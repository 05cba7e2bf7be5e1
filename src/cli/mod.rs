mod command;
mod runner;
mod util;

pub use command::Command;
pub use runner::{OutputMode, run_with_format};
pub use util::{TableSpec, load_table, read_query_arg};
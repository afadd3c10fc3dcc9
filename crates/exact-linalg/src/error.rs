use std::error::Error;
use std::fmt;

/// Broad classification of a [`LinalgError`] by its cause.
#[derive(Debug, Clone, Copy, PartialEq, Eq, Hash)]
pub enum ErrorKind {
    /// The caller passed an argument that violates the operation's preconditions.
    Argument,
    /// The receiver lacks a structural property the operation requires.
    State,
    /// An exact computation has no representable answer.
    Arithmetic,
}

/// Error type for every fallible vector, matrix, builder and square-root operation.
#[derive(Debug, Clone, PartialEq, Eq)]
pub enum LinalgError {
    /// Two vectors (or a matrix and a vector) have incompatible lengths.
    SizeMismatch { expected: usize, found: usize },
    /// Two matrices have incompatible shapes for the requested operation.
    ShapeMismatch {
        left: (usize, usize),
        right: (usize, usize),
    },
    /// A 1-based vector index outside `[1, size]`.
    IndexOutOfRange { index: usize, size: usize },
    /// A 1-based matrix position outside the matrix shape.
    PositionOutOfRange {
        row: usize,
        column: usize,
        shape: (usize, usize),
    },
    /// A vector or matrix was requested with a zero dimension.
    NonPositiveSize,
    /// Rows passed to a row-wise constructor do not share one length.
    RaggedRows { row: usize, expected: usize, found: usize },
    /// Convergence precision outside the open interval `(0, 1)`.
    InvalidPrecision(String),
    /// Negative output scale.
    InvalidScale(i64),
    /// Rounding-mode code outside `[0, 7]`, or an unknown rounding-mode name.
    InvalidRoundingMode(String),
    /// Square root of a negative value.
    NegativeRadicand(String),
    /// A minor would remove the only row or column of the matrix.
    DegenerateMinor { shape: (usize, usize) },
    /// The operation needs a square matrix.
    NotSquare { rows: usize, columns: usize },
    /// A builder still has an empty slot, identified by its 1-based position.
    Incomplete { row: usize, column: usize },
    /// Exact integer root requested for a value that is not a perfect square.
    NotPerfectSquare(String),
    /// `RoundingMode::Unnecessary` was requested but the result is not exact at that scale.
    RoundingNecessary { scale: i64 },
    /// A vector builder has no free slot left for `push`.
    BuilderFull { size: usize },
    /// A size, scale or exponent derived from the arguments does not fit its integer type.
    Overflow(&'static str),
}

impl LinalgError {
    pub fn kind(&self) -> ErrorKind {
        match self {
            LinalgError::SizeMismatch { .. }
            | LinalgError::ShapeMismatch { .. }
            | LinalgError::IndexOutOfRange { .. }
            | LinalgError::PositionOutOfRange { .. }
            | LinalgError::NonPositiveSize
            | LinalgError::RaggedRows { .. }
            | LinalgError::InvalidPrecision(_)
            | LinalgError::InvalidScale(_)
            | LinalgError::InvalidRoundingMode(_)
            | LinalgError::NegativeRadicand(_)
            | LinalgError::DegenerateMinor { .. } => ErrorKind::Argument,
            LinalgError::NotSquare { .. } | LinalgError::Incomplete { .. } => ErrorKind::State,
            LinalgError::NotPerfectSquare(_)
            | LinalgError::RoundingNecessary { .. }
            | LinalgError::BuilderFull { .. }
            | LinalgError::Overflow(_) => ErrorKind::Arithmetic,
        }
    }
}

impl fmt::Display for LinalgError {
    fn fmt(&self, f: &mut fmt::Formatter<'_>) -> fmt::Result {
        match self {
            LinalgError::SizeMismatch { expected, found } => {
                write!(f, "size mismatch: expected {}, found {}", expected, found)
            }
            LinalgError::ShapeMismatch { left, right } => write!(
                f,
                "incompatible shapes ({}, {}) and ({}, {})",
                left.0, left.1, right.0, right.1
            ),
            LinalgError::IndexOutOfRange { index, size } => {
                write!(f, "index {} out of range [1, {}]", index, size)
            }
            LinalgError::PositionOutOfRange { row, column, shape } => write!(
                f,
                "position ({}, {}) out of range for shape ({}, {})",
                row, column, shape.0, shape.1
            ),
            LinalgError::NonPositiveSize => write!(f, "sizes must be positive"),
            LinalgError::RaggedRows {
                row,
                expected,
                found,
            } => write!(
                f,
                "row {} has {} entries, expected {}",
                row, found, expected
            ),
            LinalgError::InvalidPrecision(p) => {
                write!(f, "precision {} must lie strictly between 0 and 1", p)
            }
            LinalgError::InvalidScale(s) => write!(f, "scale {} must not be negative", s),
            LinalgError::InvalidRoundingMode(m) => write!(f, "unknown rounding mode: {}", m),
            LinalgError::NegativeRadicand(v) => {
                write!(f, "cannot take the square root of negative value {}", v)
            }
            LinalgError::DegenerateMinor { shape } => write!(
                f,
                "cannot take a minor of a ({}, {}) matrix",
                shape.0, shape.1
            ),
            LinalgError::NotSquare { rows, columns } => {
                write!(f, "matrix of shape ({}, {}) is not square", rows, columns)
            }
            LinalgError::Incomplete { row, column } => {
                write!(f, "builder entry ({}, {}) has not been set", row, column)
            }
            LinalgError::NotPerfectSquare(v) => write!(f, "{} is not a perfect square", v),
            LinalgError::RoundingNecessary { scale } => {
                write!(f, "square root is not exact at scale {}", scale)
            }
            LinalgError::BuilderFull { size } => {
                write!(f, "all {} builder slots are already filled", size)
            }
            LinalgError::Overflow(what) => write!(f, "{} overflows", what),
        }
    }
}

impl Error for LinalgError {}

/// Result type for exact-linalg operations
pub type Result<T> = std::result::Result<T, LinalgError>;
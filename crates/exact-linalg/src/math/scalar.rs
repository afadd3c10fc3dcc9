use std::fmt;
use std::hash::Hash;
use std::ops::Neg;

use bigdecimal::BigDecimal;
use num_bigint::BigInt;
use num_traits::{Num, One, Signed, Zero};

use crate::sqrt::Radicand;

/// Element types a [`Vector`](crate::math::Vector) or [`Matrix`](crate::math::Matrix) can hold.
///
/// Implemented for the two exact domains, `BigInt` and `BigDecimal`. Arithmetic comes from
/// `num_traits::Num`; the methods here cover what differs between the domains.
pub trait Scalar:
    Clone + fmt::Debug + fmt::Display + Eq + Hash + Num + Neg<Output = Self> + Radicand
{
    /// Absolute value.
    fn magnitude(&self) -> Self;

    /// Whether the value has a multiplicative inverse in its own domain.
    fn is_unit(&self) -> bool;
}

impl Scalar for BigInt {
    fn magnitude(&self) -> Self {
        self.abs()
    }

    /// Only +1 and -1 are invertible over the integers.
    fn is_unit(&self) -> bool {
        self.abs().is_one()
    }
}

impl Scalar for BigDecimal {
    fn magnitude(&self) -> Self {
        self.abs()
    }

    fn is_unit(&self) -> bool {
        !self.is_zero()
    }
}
+ + + + +
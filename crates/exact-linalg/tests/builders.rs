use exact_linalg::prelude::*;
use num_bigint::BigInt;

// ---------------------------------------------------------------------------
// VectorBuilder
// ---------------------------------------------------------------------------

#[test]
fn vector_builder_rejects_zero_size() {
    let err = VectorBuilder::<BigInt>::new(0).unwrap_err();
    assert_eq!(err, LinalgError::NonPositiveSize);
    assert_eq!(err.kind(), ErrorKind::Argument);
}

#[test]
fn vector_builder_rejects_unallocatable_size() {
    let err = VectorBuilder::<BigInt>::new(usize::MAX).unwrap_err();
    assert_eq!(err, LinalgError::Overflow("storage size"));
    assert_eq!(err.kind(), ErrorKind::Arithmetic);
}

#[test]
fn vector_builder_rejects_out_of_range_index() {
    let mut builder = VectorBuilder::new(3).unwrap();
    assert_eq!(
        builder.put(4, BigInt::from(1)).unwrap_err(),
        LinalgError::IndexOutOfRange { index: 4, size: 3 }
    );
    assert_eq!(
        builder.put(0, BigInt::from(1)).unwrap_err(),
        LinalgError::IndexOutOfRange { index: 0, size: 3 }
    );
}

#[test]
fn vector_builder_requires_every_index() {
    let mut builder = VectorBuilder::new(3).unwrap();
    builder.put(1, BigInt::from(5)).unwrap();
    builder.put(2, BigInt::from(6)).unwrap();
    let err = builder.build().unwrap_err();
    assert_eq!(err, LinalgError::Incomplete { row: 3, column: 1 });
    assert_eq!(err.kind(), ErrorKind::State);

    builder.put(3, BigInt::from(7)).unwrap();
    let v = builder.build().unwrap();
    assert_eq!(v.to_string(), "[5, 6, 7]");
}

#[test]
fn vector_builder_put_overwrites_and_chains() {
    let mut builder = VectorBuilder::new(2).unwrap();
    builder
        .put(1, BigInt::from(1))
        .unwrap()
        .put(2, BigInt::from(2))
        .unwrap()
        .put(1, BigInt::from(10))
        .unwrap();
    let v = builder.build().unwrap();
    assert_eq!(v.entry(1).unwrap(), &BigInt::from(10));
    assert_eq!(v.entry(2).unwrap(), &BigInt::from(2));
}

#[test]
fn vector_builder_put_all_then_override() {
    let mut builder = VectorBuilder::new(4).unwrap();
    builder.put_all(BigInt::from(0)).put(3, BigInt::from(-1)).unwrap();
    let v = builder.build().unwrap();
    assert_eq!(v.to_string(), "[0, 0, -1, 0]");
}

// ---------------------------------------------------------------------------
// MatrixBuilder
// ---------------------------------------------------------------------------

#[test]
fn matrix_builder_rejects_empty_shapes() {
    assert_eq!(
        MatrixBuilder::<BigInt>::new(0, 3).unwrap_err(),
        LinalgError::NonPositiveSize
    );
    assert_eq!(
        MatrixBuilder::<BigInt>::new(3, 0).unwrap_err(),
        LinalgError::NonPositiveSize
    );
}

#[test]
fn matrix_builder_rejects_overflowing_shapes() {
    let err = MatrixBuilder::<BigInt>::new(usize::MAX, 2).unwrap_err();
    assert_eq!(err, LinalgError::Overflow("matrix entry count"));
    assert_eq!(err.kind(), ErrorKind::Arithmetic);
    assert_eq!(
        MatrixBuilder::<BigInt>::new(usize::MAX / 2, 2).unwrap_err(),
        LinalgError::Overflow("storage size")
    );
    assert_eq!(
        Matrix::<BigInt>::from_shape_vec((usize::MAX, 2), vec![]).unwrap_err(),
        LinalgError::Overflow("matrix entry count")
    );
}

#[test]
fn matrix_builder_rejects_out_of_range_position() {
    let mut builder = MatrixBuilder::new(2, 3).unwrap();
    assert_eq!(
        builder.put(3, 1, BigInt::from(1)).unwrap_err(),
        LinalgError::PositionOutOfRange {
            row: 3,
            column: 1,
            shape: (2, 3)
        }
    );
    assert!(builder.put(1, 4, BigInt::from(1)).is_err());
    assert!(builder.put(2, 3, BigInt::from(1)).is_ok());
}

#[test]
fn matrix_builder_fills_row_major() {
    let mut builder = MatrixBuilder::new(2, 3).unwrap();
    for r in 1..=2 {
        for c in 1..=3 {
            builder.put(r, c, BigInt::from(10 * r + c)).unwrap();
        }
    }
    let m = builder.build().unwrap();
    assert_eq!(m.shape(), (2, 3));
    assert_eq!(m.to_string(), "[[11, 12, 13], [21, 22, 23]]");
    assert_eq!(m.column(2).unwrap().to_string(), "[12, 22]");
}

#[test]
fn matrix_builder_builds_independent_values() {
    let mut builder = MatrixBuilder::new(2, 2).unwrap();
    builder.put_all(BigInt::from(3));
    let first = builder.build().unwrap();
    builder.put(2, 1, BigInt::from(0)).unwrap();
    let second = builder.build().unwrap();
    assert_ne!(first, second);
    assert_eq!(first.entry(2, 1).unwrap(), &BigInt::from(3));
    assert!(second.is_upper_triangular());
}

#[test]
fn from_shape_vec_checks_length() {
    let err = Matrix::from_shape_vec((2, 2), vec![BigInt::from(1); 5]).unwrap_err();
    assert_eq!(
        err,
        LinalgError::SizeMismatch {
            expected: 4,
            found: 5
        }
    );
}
+ + + + +
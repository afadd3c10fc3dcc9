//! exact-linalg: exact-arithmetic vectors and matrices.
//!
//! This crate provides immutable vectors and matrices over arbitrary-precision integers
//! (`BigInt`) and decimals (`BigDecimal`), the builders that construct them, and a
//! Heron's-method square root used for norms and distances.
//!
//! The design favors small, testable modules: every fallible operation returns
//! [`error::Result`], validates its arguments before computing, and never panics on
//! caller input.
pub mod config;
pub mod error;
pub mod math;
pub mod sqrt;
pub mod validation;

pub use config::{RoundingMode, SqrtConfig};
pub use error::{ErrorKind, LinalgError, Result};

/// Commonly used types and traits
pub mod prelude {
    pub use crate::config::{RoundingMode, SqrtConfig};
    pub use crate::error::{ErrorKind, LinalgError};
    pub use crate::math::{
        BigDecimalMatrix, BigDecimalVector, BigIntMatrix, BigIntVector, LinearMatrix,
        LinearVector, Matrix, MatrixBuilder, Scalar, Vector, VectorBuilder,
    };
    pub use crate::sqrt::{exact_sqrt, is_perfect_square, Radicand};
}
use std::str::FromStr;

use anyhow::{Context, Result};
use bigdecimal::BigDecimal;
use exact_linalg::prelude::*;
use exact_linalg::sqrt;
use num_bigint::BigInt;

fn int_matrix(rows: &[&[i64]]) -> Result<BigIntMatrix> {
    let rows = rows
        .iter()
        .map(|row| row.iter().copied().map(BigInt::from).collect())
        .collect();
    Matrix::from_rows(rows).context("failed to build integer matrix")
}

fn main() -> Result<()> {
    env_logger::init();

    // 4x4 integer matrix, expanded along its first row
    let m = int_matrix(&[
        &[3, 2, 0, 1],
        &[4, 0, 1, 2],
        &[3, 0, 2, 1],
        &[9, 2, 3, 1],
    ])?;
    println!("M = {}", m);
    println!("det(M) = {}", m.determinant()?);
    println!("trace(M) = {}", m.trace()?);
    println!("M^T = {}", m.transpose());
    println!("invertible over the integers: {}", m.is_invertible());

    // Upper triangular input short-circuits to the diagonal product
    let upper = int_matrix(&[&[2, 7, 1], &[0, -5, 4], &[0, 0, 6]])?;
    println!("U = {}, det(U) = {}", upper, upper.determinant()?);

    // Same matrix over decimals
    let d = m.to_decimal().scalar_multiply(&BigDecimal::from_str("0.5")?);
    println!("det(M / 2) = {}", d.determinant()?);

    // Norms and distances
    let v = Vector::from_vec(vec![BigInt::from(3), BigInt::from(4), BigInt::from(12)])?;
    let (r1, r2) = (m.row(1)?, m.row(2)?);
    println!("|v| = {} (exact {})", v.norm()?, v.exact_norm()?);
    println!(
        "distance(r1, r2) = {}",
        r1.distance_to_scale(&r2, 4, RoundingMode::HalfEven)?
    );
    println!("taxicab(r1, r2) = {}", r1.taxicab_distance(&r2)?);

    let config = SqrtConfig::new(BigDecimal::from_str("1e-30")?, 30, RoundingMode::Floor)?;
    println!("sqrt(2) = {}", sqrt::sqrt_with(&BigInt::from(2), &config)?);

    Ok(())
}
+ + + + +
## Activity:
Read the data above. Pull out each line in which the string "NegativeRadicand" appears.

## Exercise answer:
    NegativeRadicand(String),
            | LinalgError::NegativeRadicand(_)
            LinalgError::NegativeRadicand(v) => {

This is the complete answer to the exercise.